++++ RECORDS FOR THE TASK ++++

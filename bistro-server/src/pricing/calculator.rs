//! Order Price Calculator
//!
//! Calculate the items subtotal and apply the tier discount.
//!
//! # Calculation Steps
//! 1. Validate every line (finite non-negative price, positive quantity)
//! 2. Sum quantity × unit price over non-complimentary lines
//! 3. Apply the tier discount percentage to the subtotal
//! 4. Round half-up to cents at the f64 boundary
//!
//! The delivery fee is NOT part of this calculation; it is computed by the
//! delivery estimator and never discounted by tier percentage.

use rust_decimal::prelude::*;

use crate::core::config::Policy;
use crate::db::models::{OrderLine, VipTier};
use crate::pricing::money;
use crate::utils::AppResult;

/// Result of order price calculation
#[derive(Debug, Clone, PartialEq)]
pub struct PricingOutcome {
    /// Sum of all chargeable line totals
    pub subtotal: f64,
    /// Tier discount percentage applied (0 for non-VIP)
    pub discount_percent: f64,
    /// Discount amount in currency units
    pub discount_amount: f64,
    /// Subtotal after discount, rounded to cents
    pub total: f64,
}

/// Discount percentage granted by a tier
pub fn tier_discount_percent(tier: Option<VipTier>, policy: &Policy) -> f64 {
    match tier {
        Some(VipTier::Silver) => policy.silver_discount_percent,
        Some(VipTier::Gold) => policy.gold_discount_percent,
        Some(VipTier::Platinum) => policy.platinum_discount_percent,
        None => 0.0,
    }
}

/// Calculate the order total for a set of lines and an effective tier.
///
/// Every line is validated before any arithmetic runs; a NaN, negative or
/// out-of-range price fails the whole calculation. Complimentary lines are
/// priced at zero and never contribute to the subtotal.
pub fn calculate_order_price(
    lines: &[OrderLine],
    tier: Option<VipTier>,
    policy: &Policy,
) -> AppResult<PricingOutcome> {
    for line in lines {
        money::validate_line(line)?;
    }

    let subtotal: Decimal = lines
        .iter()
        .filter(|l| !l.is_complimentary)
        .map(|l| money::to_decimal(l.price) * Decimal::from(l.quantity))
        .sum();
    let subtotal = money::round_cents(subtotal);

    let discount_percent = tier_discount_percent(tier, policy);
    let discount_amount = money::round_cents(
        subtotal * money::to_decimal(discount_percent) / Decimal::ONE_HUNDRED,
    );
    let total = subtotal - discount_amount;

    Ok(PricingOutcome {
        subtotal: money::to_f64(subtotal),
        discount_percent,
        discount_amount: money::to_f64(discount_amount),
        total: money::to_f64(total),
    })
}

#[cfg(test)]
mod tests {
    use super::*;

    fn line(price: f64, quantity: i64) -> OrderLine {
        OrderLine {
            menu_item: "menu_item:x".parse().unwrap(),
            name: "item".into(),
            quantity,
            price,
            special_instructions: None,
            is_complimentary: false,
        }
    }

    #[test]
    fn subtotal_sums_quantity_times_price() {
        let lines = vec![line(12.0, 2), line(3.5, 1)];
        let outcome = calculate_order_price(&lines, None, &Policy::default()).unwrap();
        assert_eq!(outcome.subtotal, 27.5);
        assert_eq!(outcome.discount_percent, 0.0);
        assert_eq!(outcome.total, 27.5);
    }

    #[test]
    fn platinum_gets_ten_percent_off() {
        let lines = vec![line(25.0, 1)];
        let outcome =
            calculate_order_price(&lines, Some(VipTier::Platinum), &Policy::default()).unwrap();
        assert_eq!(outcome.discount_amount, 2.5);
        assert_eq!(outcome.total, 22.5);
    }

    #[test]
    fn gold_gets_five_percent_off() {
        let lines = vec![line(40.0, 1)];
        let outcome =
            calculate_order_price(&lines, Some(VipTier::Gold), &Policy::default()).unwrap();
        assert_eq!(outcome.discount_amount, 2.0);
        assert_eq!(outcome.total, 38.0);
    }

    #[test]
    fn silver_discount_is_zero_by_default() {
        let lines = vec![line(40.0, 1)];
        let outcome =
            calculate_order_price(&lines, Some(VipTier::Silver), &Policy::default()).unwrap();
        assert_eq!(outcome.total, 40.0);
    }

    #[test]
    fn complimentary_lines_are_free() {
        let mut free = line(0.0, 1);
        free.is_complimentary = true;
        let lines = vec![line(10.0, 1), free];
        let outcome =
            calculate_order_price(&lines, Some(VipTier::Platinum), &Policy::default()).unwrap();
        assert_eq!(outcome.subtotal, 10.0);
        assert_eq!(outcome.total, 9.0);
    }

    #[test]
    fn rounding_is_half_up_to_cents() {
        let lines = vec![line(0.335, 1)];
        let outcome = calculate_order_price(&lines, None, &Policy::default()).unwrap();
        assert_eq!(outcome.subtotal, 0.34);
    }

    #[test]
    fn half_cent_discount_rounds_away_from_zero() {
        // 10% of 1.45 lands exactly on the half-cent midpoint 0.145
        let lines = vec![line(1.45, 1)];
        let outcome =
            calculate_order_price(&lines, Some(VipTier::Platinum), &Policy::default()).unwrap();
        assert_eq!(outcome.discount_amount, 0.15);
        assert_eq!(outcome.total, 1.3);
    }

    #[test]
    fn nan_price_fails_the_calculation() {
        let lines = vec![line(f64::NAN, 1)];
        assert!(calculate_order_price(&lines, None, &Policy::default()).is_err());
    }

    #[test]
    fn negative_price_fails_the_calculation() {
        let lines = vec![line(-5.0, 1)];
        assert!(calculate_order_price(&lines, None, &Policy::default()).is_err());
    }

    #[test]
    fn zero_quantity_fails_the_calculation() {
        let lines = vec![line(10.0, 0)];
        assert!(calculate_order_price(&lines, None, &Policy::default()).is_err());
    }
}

++++

*WHAT TO PRODUCE:* Could you set down, word for word, only the lines above from the line with "price, positive quantity)" to the line with "use crate::core::config::Policy;", including both?

*WRITTEN RESPONSE:*
//! 1. Validate every line (finite non-negative price, positive quantity)
//! 2. Sum quantity × unit price over non-complimentary lines
//! 3. Apply the tier discount percentage to the subtotal
//! 4. Round half-up to cents at the f64 boundary
//!
//! The delivery fee is NOT part of this calculation; it is computed by the
//! delivery estimator and never discounted by tier percentage.

use rust_decimal::prelude::*;

use crate::core::config::Policy;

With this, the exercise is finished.